Bei den Goldminen hat der Anleger die Qual der Wahl. Einzeltitel bergen zu hohe Risiken. Breit angelegte Fonds sind hier zweifellos die bessere Wahl. Für risikobewusste Investoren sei besonders der Market Vectors Gold Miners ETF GDX von Van Eck ans Herz gelegt (siehe Product News). Eine noch etwas volatilere Anlage ist der Market Vectors Gold Miners Junior ETF GDXJ. Konkurriert werden die beiden ETFs von Van Eck hierzulande durch AUCO, einen ETF von ETFS auf den DAXglobal Gold Mining Index, durch CBGOLD von der Commerzbank auf den NYSE Arca Gold Bugs Index sowie durch GGMUSY von der UBS, der auf dem Solactive Global Pure Gold Miners Index basiert. In der Vergangenheit wies der vom Indexprovider Solactive konstruierte Index in Haussephasen das grösste Kursgewinnpotenzial auf. Im Segment der Strukturierten Produkte kommt einzig das im Dezember 2003 lancierte Tracker-Zertifikat AURUM auf den NYSE Arca Gold Bugs PR Index infrage.

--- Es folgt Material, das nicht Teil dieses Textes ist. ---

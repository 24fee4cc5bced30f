//! Room caching and class-aware block sampling of indoor point clouds for semantic
//! segmentation training.
//!
//! Raw rooms are parsed once into a per-room cache ([`data::RoomCache`]), indexed at
//! startup ([`data::RoomRegistry`]), split by held-out area and sampled as fixed-size
//! blocks through burn's [`Dataset`](burn::data::dataset::Dataset) and
//! [`Batcher`](burn::data::dataloader::batcher::Batcher) traits.

pub mod config;
pub mod data;
pub mod error;

pub use error::{Error, Result};
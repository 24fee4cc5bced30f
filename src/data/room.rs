use std::fmt;

use nalgebra::Point3;
use ndarray::{Array2, Axis};
use serde::{Deserialize, Serialize};

/// Columns of a room row: x y z r g b.
pub const POINT_DIM: usize = 6;

/// Area group a room belongs to (`Area_<n>` on disk).
#[derive(Clone, Copy, Debug, PartialEq, Eq, PartialOrd, Ord, Hash, Serialize, Deserialize)]
pub struct AreaId(pub u8);

impl AreaId {
    /// Parses a directory name such as `Area_5`.
    pub fn from_dir_name(name: &str) -> Option<Self> {
        name.strip_prefix("Area_")?.parse().ok().map(Self)
    }
}

impl fmt::Display for AreaId {
    fn fmt(&self, f: &mut fmt::Formatter<'_>) -> fmt::Result {
        write!(f, "Area_{}", self.0)
    }
}

#[derive(Clone, Debug, PartialEq, Eq, PartialOrd, Ord, Hash, Serialize, Deserialize)]
pub struct RoomId {
    pub area: AreaId,
    pub name: String,
}

impl RoomId {
    pub fn new(area: AreaId, name: impl Into<String>) -> Self {
        Self {
            area,
            name: name.into(),
        }
    }

    pub fn cache_file_name(&self) -> String {
        format!("{}_{}.bin", self.area, self.name)
    }
}

impl fmt::Display for RoomId {
    fn fmt(&self, f: &mut fmt::Formatter<'_>) -> fmt::Result {
        write!(f, "{}/{}", self.area, self.name)
    }
}

/// One scanned room: an `[N, 6]` array of xyz + rgb rows and one class index per row.
///
/// Rooms are built once during preparation and only read afterwards.
#[derive(Clone, Debug, PartialEq)]
pub struct Room {
    id: RoomId,
    points: Array2<f32>,
    labels: Vec<u8>,
}

impl Room {
    pub fn new(id: RoomId, points: Array2<f32>, labels: Vec<u8>) -> Self {
        assert_eq!(points.ncols(), POINT_DIM);
        assert_eq!(points.nrows(), labels.len());
        Self { id, points, labels }
    }

    pub fn id(&self) -> &RoomId {
        &self.id
    }

    pub fn area(&self) -> AreaId {
        self.id.area
    }

    pub fn len(&self) -> usize {
        self.labels.len()
    }

    pub fn is_empty(&self) -> bool {
        self.labels.is_empty()
    }

    pub fn points(&self) -> &Array2<f32> {
        &self.points
    }

    pub fn labels(&self) -> &[u8] {
        &self.labels
    }

    pub fn label(&self, i: usize) -> u8 {
        self.labels[i]
    }

    pub fn position(&self, i: usize) -> Point3<f32> {
        let row = self.points.row(i);
        Point3::new(row[0], row[1], row[2])
    }

    /// Raw color in `[0, 255]`.
    pub fn color(&self, i: usize) -> [f32; 3] {
        let row = self.points.row(i);
        [row[3], row[4], row[5]]
    }

    /// Shifts xyz so the room's minimum corner sits at the origin.
    pub fn translated_to_origin(mut self) -> Self {
        if self.is_empty() {
            return self;
        }
        let mut xyz = self.points.slice_mut(ndarray::s![.., 0..3]);
        let min = xyz.fold_axis(Axis(0), f32::INFINITY, |acc, &v| acc.min(v));
        xyz -= &min;
        self
    }
}
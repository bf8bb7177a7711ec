//! Open oracle bundling.
//!
//! # Data Flow
//! ```text
//! PriceObservation list + timestamp
//!     → types.rs (OracleRequest, ABI message layout)
//!     → bundle.rs (encode, sign, verify)
//!     → signer.rs (secp256k1 key, EIP-191 signing)
//!     → SignedOracleBundle (JSON wire document)
//! ```
//!
//! # Security Constraints
//! - The signing key never leaves `OracleSigner`
//! - `verify` is a self-check, not a trust boundary

pub mod bundle;
pub mod signer;
pub mod types;

pub use bundle::verify;
pub use signer::OracleSigner;
pub use types::{OracleRequest, PriceObservation, SignedOracleBundle};
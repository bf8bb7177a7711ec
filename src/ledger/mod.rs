//! Ledger integration subsystem.
//!
//! # Data Flow
//! ```text
//! client.rs (fetch tip)
//!     → assembler.rs (marshal input data, wallet signature)
//!     → pow.rs (anti-spam nonce on the same tip's block hash)
//!     → client.rs (synchronous submit, verdict)
//! ```
//!
//! # Security Constraints
//! - Height, chain id and block hash always come from one tip snapshot
//! - Each transaction gets a fresh random transaction id
//! - All node calls have configurable timeouts

pub mod assembler;
pub mod client;
pub mod pow;
pub mod types;

pub use assembler::TxAssembler;
pub use client::{ChainStateReader, NodeClient, TransactionSubmitter};
pub use pow::PowSolver;
pub use types::{ChainTip, Command, SubmissionResult, TransactionEnvelope};
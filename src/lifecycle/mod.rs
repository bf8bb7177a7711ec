//! Lifecycle management subsystem.
//!
//! # Data Flow
//! ```text
//! Signals (signals.rs):
//!     SIGTERM/SIGINT → Shutdown::trigger
//!
//! Shutdown (shutdown.rs):
//!     trigger → broadcast to long-running loops
//!             → Cancel token aborts in-flight node calls and PoW search
//! ```

pub mod shutdown;
pub mod signals;

pub use shutdown::{Cancel, Shutdown};
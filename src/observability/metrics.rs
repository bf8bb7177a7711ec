//! Metrics collection and exposition.
//!
//! # Metrics
//! - `relay_submissions_total` (counter): outcomes by result and failing stage
//! - `relay_node_requests_total` (counter): node calls by endpoint and status
//! - `relay_node_request_duration_seconds` (histogram): node call latency
//! - `relay_pow_iterations` (histogram): nonces hashed per solve
//! - `relay_pow_duration_seconds` (histogram): solve wall time

use std::net::SocketAddr;
use std::time::Instant;

use metrics_exporter_prometheus::PrometheusBuilder;

use crate::error::Stage;

/// Install the Prometheus exporter on `addr`.
pub fn init_metrics(addr: SocketAddr) {
    match PrometheusBuilder::new().with_http_listener(addr).install() {
        Ok(()) => tracing::info!(address = %addr, "Metrics exporter listening"),
        Err(e) => tracing::error!(error = %e, "Failed to install metrics exporter"),
    }
}

pub fn record_node_request(endpoint: &'static str, ok: bool, start: Instant) {
    let status = if ok { "ok" } else { "error" };
    metrics::counter!("relay_node_requests_total", "endpoint" => endpoint, "status" => status)
        .increment(1);
    metrics::histogram!("relay_node_request_duration_seconds", "endpoint" => endpoint)
        .record(start.elapsed().as_secs_f64());
}

pub fn record_pow(difficulty: u32, iterations: u64, start: Instant) {
    metrics::histogram!("relay_pow_iterations", "difficulty" => difficulty.to_string())
        .record(iterations as f64);
    metrics::histogram!("relay_pow_duration_seconds").record(start.elapsed().as_secs_f64());
}

pub fn record_submission_success() {
    metrics::counter!("relay_submissions_total", "result" => "accepted", "stage" => "none")
        .increment(1);
}

pub fn record_submission_failure(stage: Stage, kind: &'static str) {
    metrics::counter!(
        "relay_submissions_total",
        "result" => kind,
        "stage" => stage.as_str()
    )
    .increment(1);
}
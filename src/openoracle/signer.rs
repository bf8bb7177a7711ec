//! secp256k1 key used to sign open oracle bundles.
//!
//! # Security
//! - The key comes from configuration or `RELAY_ETHEREUM_PRIVATE_KEY`
//! - Keys are never logged or serialized

use alloy::primitives::Address;
use alloy::signers::local::PrivateKeySigner;
use alloy::signers::Signer;

use crate::error::{RelayError, RelayResult};

/// Environment variable name for the oracle private key.
pub const PRIVATE_KEY_ENV_VAR: &str = "RELAY_ETHEREUM_PRIVATE_KEY";

/// Signs open oracle messages with an Ethereum-style key.
#[derive(Debug, Clone)]
pub struct OracleSigner {
    signer: PrivateKeySigner,
}

impl OracleSigner {
    /// Create a signer from a hex-encoded private key.
    ///
    /// # Arguments
    /// * `private_key_hex` - 32-byte secp256k1 key, with or without 0x prefix
    ///
    /// # Returns
    /// A signer or error if the key is invalid
    pub fn from_private_key(private_key_hex: &str) -> RelayResult<Self> {
        let key_hex = private_key_hex
            .trim()
            .strip_prefix("0x")
            .unwrap_or(private_key_hex.trim());

        let signer: PrivateKeySigner = key_hex
            .parse()
            .map_err(|e| RelayError::Crypto(format!("Invalid private key format: {}", e)))?;

        tracing::info!(address = %signer.address(), "Oracle signer initialized");

        Ok(Self { signer })
    }

    /// Address derived from the key.
    pub fn address(&self) -> Address {
        self.signer.address()
    }

    /// Sign message bytes with the Ethereum personal-message prefix.
    pub async fn sign_message(&self, message: &[u8]) -> RelayResult<alloy::signers::Signature> {
        self.signer
            .sign_message(message)
            .await
            .map_err(|e| RelayError::Crypto(format!("Message signing failed: {}", e)))
    }
}
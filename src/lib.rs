//! Open oracle price relay.
//!
//! Signs price observations into an open oracle bundle, wraps the bundle in a
//! ledger transaction signed by a wallet key, stamps it with the node's
//! anti-spam proof-of-work and submits it.

pub mod config;
pub mod error;
pub mod feed;
pub mod ledger;
pub mod lifecycle;
pub mod observability;
pub mod openoracle;
pub mod relay;
pub mod wallet;

pub use config::RelayConfig;
pub use error::{RelayError, RelayResult, Stage, SubmissionError};
pub use lifecycle::{Cancel, Shutdown};
pub use relay::{PriceRelay, RelayOutcome};
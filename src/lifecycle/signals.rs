//! OS signal handling.

use crate::lifecycle::shutdown::Shutdown;

/// Wait for SIGINT or SIGTERM.
pub async fn wait_for_signal() {
    let ctrl_c = async {
        if let Err(e) = tokio::signal::ctrl_c().await {
            tracing::error!(error = %e, "Failed to listen for SIGINT");
            std::future::pending::<()>().await;
        }
    };

    #[cfg(unix)]
    let terminate = async {
        match tokio::signal::unix::signal(tokio::signal::unix::SignalKind::terminate()) {
            Ok(mut stream) => {
                stream.recv().await;
            }
            Err(e) => {
                tracing::error!(error = %e, "Failed to listen for SIGTERM");
                std::future::pending::<()>().await;
            }
        }
    };

    #[cfg(not(unix))]
    let terminate = std::future::pending::<()>();

    tokio::select! {
        _ = ctrl_c => tracing::info!("SIGINT received"),
        _ = terminate => tracing::info!("SIGTERM received"),
    }
}

/// Trigger `shutdown` once a termination signal arrives.
pub fn spawn_signal_listener(shutdown: &Shutdown) -> tokio::task::JoinHandle<()> {
    let shutdown = shutdown.clone();
    tokio::spawn(async move {
        wait_for_signal().await;
        shutdown.trigger();
    })
}
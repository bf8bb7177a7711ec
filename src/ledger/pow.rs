//! Anti-spam proof-of-work.
//!
//! The score of a nonce is the number of leading zero bits of
//! `H("Vega_SPAM_PoW" ‖ block_hash ‖ tx_id ‖ nonce_be)`. The solver scans
//! nonces upward from zero and returns the first one whose score meets the
//! difficulty, which is what the node re-derives when it checks the proof.

use std::str::FromStr;

use rand::RngCore;
use sha3::{Digest, Sha3_256};

use crate::error::{RelayError, RelayResult};
use crate::lifecycle::Cancel;

/// Hash function identifier published by the node.
pub const SHA3_24_ROUNDS: &str = "sha3_24_rounds";

/// Highest meaningful difficulty for a 256-bit digest.
pub const MAX_DIFFICULTY: u32 = 256;

/// Default search ceiling.
pub const DEFAULT_MAX_ITERATIONS: u64 = i64::MAX as u64;

const DOMAIN_PREFIX: &[u8] = b"Vega_SPAM_PoW";
const BLOCK_HASH_LEN: usize = 64;
const CANCEL_CHECK_INTERVAL: u64 = 4096;

/// Supported proof-of-work hash functions.
#[derive(Debug, Clone, Copy, PartialEq, Eq)]
pub enum HashFunction {
    Sha3_24Rounds,
}

impl FromStr for HashFunction {
    type Err = RelayError;

    fn from_str(s: &str) -> Result<Self, Self::Err> {
        match s {
            SHA3_24_ROUNDS => Ok(HashFunction::Sha3_24Rounds),
            other => Err(RelayError::ProofOfWork(format!(
                "Unsupported hash function '{}'",
                other
            ))),
        }
    }
}

/// A nonce meeting the difficulty, with its score and digest.
#[derive(Debug, Clone, PartialEq, Eq)]
pub struct PowSolution {
    pub nonce: u64,
    pub score: u32,
    pub hash: [u8; 32],
}

/// Bounded linear nonce search. Holds no mutable state, so one solver can
/// serve any number of concurrent submissions.
#[derive(Debug, Clone, Copy)]
pub struct PowSolver {
    max_iterations: u64,
}

impl PowSolver {
    pub fn new(max_iterations: u64) -> Self {
        Self { max_iterations }
    }

    /// Find the smallest nonce whose score is at least `difficulty`.
    pub fn solve(
        &self,
        block_hash: &str,
        tx_id: &str,
        difficulty: u32,
        hash_function: &str,
        cancel: &Cancel,
    ) -> RelayResult<PowSolution> {
        let function = check_inputs(block_hash, tx_id, difficulty, hash_function)?;
        let base = prefix_state(function, block_hash, tx_id);

        for nonce in 0..self.max_iterations {
            if nonce % CANCEL_CHECK_INTERVAL == 0 && cancel.is_cancelled() {
                return Err(RelayError::Cancelled);
            }

            let hash = finish(&base, nonce);
            let score = leading_zero_bits(&hash);
            if score >= difficulty {
                return Ok(PowSolution { nonce, score, hash });
            }
        }

        Err(RelayError::ProofOfWorkExhaustion {
            difficulty,
            iterations: self.max_iterations,
        })
    }
}

impl Default for PowSolver {
    fn default() -> Self {
        Self::new(DEFAULT_MAX_ITERATIONS)
    }
}

/// Score a single nonce.
pub fn score(block_hash: &str, tx_id: &str, nonce: u64, hash_function: &str) -> RelayResult<u32> {
    let function = check_inputs(block_hash, tx_id, 0, hash_function)?;
    let base = prefix_state(function, block_hash, tx_id);
    Ok(leading_zero_bits(&finish(&base, nonce)))
}

/// Node-side check of a submitted proof.
pub fn verify(
    block_hash: &str,
    tx_id: &str,
    nonce: u64,
    difficulty: u32,
    hash_function: &str,
) -> RelayResult<bool> {
    check_inputs(block_hash, tx_id, difficulty, hash_function)?;
    Ok(score(block_hash, tx_id, nonce, hash_function)? >= difficulty)
}

/// Fresh unpredictable transaction identifier (hex SHA3-256 of random bytes).
pub fn random_tx_id() -> String {
    let mut seed = [0u8; 32];
    rand::thread_rng().fill_bytes(&mut seed);
    hex::encode(Sha3_256::digest(seed))
}

fn check_inputs(
    block_hash: &str,
    tx_id: &str,
    difficulty: u32,
    hash_function: &str,
) -> RelayResult<HashFunction> {
    let function = hash_function.parse::<HashFunction>()?;

    if difficulty > MAX_DIFFICULTY {
        return Err(RelayError::ProofOfWork(format!(
            "Difficulty {} exceeds maximum {}",
            difficulty, MAX_DIFFICULTY
        )));
    }
    if tx_id.is_empty() {
        return Err(RelayError::ProofOfWork(
            "Transaction id cannot be empty".to_string(),
        ));
    }
    if block_hash.len() != BLOCK_HASH_LEN {
        return Err(RelayError::ProofOfWork(format!(
            "Block hash must be {} characters, got {}",
            BLOCK_HASH_LEN,
            block_hash.len()
        )));
    }

    Ok(function)
}

fn prefix_state(function: HashFunction, block_hash: &str, tx_id: &str) -> Sha3_256 {
    match function {
        HashFunction::Sha3_24Rounds => {
            let mut hasher = Sha3_256::new_with_prefix(DOMAIN_PREFIX);
            hasher.update(block_hash.as_bytes());
            hasher.update(tx_id.as_bytes());
            hasher
        }
    }
}

fn finish(base: &Sha3_256, nonce: u64) -> [u8; 32] {
    let mut hasher = base.clone();
    hasher.update(nonce.to_be_bytes());
    hasher.finalize().into()
}

fn leading_zero_bits(hash: &[u8]) -> u32 {
    let mut zeros = 0;
    for byte in hash {
        if *byte == 0 {
            zeros += 8;
        } else {
            zeros += byte.leading_zeros();
            break;
        }
    }
    zeros
}

#[cfg(test)]
mod tests {
    use super::*;

    const BLOCK_HASH: &str = "2E289FB9CEF7234E2C08F34CCD66B330229067CE47D22F76EF8C3DF84E9C4DA0";
    const TX_ID: &str = "DFE522E234D67E6AE3F017859F898E576B3928EA57310B765398615A0D3FDE2F";

    #[test]
    fn test_leading_zero_bits() {
        assert_eq!(leading_zero_bits(&[0xff, 0x00]), 0);
        assert_eq!(leading_zero_bits(&[0x00, 0x80]), 8);
        assert_eq!(leading_zero_bits(&[0x00, 0x01]), 15);
        assert_eq!(leading_zero_bits(&[0x0f]), 4);
        assert_eq!(leading_zero_bits(&[0u8; 32]), 256);
    }

    #[test]
    fn test_solution_is_minimal() {
        let solver = PowSolver::new(1 << 20);
        let cancel = Cancel::new();

        for difficulty in 0..=8 {
            let solution = solver
                .solve(BLOCK_HASH, TX_ID, difficulty, SHA3_24_ROUNDS, &cancel)
                .unwrap();
            assert!(solution.score >= difficulty);
            assert_eq!(
                score(BLOCK_HASH, TX_ID, solution.nonce, SHA3_24_ROUNDS).unwrap(),
                solution.score
            );

            // Reference brute-force scan
            for smaller in 0..solution.nonce {
                let s = score(BLOCK_HASH, TX_ID, smaller, SHA3_24_ROUNDS).unwrap();
                assert!(s < difficulty, "nonce {} already meets {}", smaller, difficulty);
            }
        }
    }

    #[test]
    fn test_difficulty_zero_is_nonce_zero() {
        let solution = PowSolver::default()
            .solve(BLOCK_HASH, TX_ID, 0, SHA3_24_ROUNDS, &Cancel::new())
            .unwrap();
        assert_eq!(solution.nonce, 0);
    }

    #[test]
    fn test_verify_matches_solve() {
        let solution = PowSolver::new(1 << 20)
            .solve(BLOCK_HASH, TX_ID, 10, SHA3_24_ROUNDS, &Cancel::new())
            .unwrap();
        assert!(verify(BLOCK_HASH, TX_ID, solution.nonce, 10, SHA3_24_ROUNDS).unwrap());

        // Every nonce below the minimal one falls short
        if solution.nonce > 0 {
            assert!(!verify(BLOCK_HASH, TX_ID, solution.nonce - 1, 10, SHA3_24_ROUNDS).unwrap());
        }
    }

    #[test]
    fn test_exhaustion() {
        let result = PowSolver::new(4).solve(BLOCK_HASH, TX_ID, 256, SHA3_24_ROUNDS, &Cancel::new());
        assert!(matches!(
            result,
            Err(RelayError::ProofOfWorkExhaustion {
                difficulty: 256,
                iterations: 4
            })
        ));
    }

    #[test]
    fn test_bounded_difficulty_ten() {
        let result = PowSolver::new(10_000).solve(BLOCK_HASH, TX_ID, 10, SHA3_24_ROUNDS, &Cancel::new());
        match result {
            Ok(solution) => assert!(solution.score >= 10),
            Err(RelayError::ProofOfWorkExhaustion { .. }) => {}
            Err(e) => panic!("unexpected error: {}", e),
        }
    }

    #[test]
    fn test_invalid_inputs() {
        let solver = PowSolver::default();
        let cancel = Cancel::new();

        let err = solver.solve(BLOCK_HASH, TX_ID, 1, "sha256", &cancel).unwrap_err();
        assert!(err.to_string().contains("Unsupported hash function"));

        assert!(matches!(
            solver.solve(BLOCK_HASH, TX_ID, 257, SHA3_24_ROUNDS, &cancel),
            Err(RelayError::ProofOfWork(_))
        ));
        assert!(matches!(
            solver.solve(BLOCK_HASH, "", 1, SHA3_24_ROUNDS, &cancel),
            Err(RelayError::ProofOfWork(_))
        ));
        assert!(matches!(
            solver.solve("abcd", TX_ID, 1, SHA3_24_ROUNDS, &cancel),
            Err(RelayError::ProofOfWork(_))
        ));
    }

    #[test]
    fn test_cancelled_search() {
        let cancel = Cancel::new();
        cancel.cancel();
        let result = PowSolver::default().solve(BLOCK_HASH, TX_ID, 256, SHA3_24_ROUNDS, &cancel);
        assert!(matches!(result, Err(RelayError::Cancelled)));
    }

    #[test]
    fn test_random_tx_ids_are_fresh() {
        let a = random_tx_id();
        let b = random_tx_id();
        assert_eq!(a.len(), 64);
        assert_ne!(a, b);
    }
}
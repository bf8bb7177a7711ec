//! Open oracle price relay CLI.
//!
//! # Architecture Overview
//!
//! ```text
//!   price feed ──▶ openoracle ──▶ ledger::assembler ──▶ ledger::client ──▶ node
//!   (static/http)  (sign, verify)  (wallet sig, PoW)     (tip, submit)
//! ```

use std::path::PathBuf;
use std::time::Duration;

use clap::{Parser, Subcommand};

use oracle_relay::config::{load_config, RelayConfig};
use oracle_relay::feed::{self, BundleFeed, HttpFeed, PriceFeed, SignedHttpFeed, StaticFeed};
use oracle_relay::lifecycle::signals::spawn_signal_listener;
use oracle_relay::observability::{logging, metrics};
use oracle_relay::openoracle::PriceObservation;
use oracle_relay::{Cancel, PriceRelay, RelayError, Shutdown};

#[derive(Parser)]
#[command(name = "oracle-relay")]
#[command(about = "Relay signed open oracle prices to a ledger node", long_about = None)]
struct Cli {
    /// Path to the relay configuration.
    #[arg(short, long, default_value = "config.toml")]
    config: PathBuf,

    #[command(subcommand)]
    command: Commands,
}

#[derive(Subcommand)]
enum Commands {
    /// Publish one observation given on the command line
    Send {
        #[arg(long)]
        asset: String,
        /// Decimal price, e.g. 42000.50
        #[arg(long)]
        price: String,
        /// Unix timestamp in seconds
        #[arg(long)]
        timestamp: u64,
    },
    /// Publish the current observations of the configured feed once.
    /// With `[feed] signed = true` the feed's signed bundle is relayed as is.
    Pull,
    /// Publish from the configured feed on every interval until stopped
    Watch,
    /// Print the node's current chain tip
    Tip,
}

#[tokio::main]
async fn main() -> Result<(), Box<dyn std::error::Error>> {
    let cli = Cli::parse();

    let config = load_config(&cli.config)?;
    logging::init_logging(&config.observability.log_level);

    tracing::info!(
        node = %config.node.address,
        key_index = config.wallet.key_index,
        "Configuration loaded"
    );

    if config.observability.metrics_enabled {
        match config.observability.metrics_address.parse() {
            Ok(addr) => metrics::init_metrics(addr),
            Err(_) => tracing::error!(
                metrics_address = %config.observability.metrics_address,
                "Failed to parse metrics address"
            ),
        }
    }

    let relay = PriceRelay::from_config(&config)?;

    match cli.command {
        Commands::Send {
            asset,
            price,
            timestamp,
        } => {
            if asset.is_empty() || price.is_empty() || timestamp == 0 {
                return Err(RelayError::InvalidInput(
                    "asset, price and timestamp are required".to_string(),
                )
                .into());
            }
            let source = StaticFeed::new(vec![PriceObservation::new(asset, timestamp, price)]);
            publish(&relay, &Source::Prices(Box::new(source)), &Cancel::new()).await?;
        }
        Commands::Pull => {
            let source = http_source(&config)?;
            publish(&relay, &source, &Cancel::new()).await?;
        }
        Commands::Watch => {
            let source = http_source(&config)?;
            let interval = Duration::from_secs(config.feed.as_ref().map_or(60, |f| f.interval_secs));
            watch(&relay, &source, interval).await;
        }
        Commands::Tip => {
            let tip = relay.chain_tip().await?;
            println!("{:#?}", tip);
        }
    }

    Ok(())
}

/// Where a publish round gets its prices from.
enum Source {
    /// Observations the relay signs itself.
    Prices(Box<dyn PriceFeed>),
    /// Bundles a third party already signed.
    Signed(Box<dyn BundleFeed>),
}

fn http_source(config: &RelayConfig) -> Result<Source, RelayError> {
    let feed_config = config
        .feed
        .as_ref()
        .ok_or_else(|| RelayError::Configuration("missing [feed] section".to_string()))?;

    Ok(if feed_config.signed {
        Source::Signed(Box::new(SignedHttpFeed::new(feed_config)))
    } else {
        Source::Prices(Box::new(HttpFeed::new(feed_config)))
    })
}

async fn publish(
    relay: &PriceRelay,
    source: &Source,
    cancel: &Cancel,
) -> Result<(), Box<dyn std::error::Error>> {
    let outcome = match source {
        Source::Prices(prices) => {
            let observations = prices.pull().await?;
            let timestamp = feed::bundle_timestamp(&observations).ok_or_else(|| {
                RelayError::InvalidInput("feed returned no observations".to_string())
            })?;
            relay.send(timestamp, observations, cancel).await?
        }
        Source::Signed(bundles) => {
            let bundle = bundles.pull_bundle().await?;
            relay.relay_bundle(bundle, cancel).await?
        }
    };
    println!(
        "transaction result: success({}), hash({}), height({})",
        outcome.result.success, outcome.result.tx_hash, outcome.tip.height
    );
    Ok(())
}

async fn watch(relay: &PriceRelay, source: &Source, interval: Duration) {
    let shutdown = Shutdown::new();
    let _signals = spawn_signal_listener(&shutdown);
    let mut stop = shutdown.subscribe();
    let mut ticker = tokio::time::interval(interval);

    tracing::info!(interval_secs = interval.as_secs(), "Watching price feed");

    loop {
        tokio::select! {
            _ = stop.recv() => break,
            _ = ticker.tick() => {
                if let Err(e) = publish(relay, source, &shutdown.cancel_token()).await {
                    tracing::warn!(error = %e, "Publish round failed");
                }
            }
        }
    }

    tracing::info!("Shutdown complete");
}
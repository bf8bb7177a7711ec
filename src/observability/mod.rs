//! Observability subsystem.
//!
//! # Data Flow
//! ```text
//! All subsystems produce:
//!     → logging.rs (structured log events via tracing)
//!     → metrics.rs (counters and histograms)
//!
//! Consumers:
//!     → stdout (fmt layer, EnvFilter)
//!     → Prometheus scrape endpoint (optional)
//! ```
//!
//! # Design Decisions
//! - Secrets are never attached to events
//! - Metric updates are no-ops until an exporter is installed

pub mod logging;
pub mod metrics;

Spekulanten setzen auf CLCs

Überzeugte Optimisten sollten nach einem bestätigten Ausbruch nach oben, aber erst dann (!), auf CLCs setzen. Sie eröffnen das grösste Kursgewinnpotenzial in Trendphasen. Wer das Maximum herausholen möchte, der geht bereits vor der bestätigten Trendwende «all in». Das birgt allerdings beträchtliche Risiken im Falle einer anhaltenden Baisse. Dafür wäre der Gewinn im Erfolgsfall umso süsser, getreu dem Motto: «Wer nichts wagt, der nichts gewinnt.» Bei derartigen Spekulationen sollten allerdings nur Mittel eingesetzt werden, die der betreffende Anleger verschmerzen könnte. Das Angebot an Long CLCs reicht von Faktor 2 (der in Deutschland kotierte ETF 2GOL und der an der SIX kotierte GLD2L) bis Faktor 10 (FI10LG und FI10LZ). Im jetzigen Zeitpunkt sollte maximal der vierfach gehebelte FI10LG eingesetzt werden. Wer es vorzieht, mit Leverage auf Goldminenaktien zu setzen, der dürfte am dreifach gehebelten Junior Gold Miners ETF JNUG von Direxion seine helle Freude haben. Die Chancen der Goldminenunternehmen sind kurzfristig höher einzuschätzen als diejenige des Goldes. Dank Margenverbesserungen und Kostensenkungsmassnahmen sind selbst bei einem weiteren Rückgang des Goldpreises Gewinnsteigerungen wahrscheinlich.

Goldiges Revival

Langfristig gesehen geht eine zunehmende Anzahl von Marktbeobachtern von einem Revival aus. Zwar tendiert Gold bereits in vielen Währungen nach oben. Es fehlt aber die Bestätigung in der Handelsvaluta USD. Erst eine solche würde das gelbe Metall in grossem Stil wieder stärker ins Bewusstsein der Anleger bringen. «Sobald der US-Dollar schwächer wird, könnte der Kursanstieg beim Gold beginnen», prognostiziert Marc Faber unterdessen. Ein vorzeitiges Greifen in fallende Messer, wie sich der Gold-Chart auch charakterisieren lässt, sollte aber vermieden werden. Ein Markteinstieg sollte im jetzigen Zeitpunkt daher erst schrittweise erfolgen. Das Sorgenkind Gold ist nicht gänzlich über den Berg.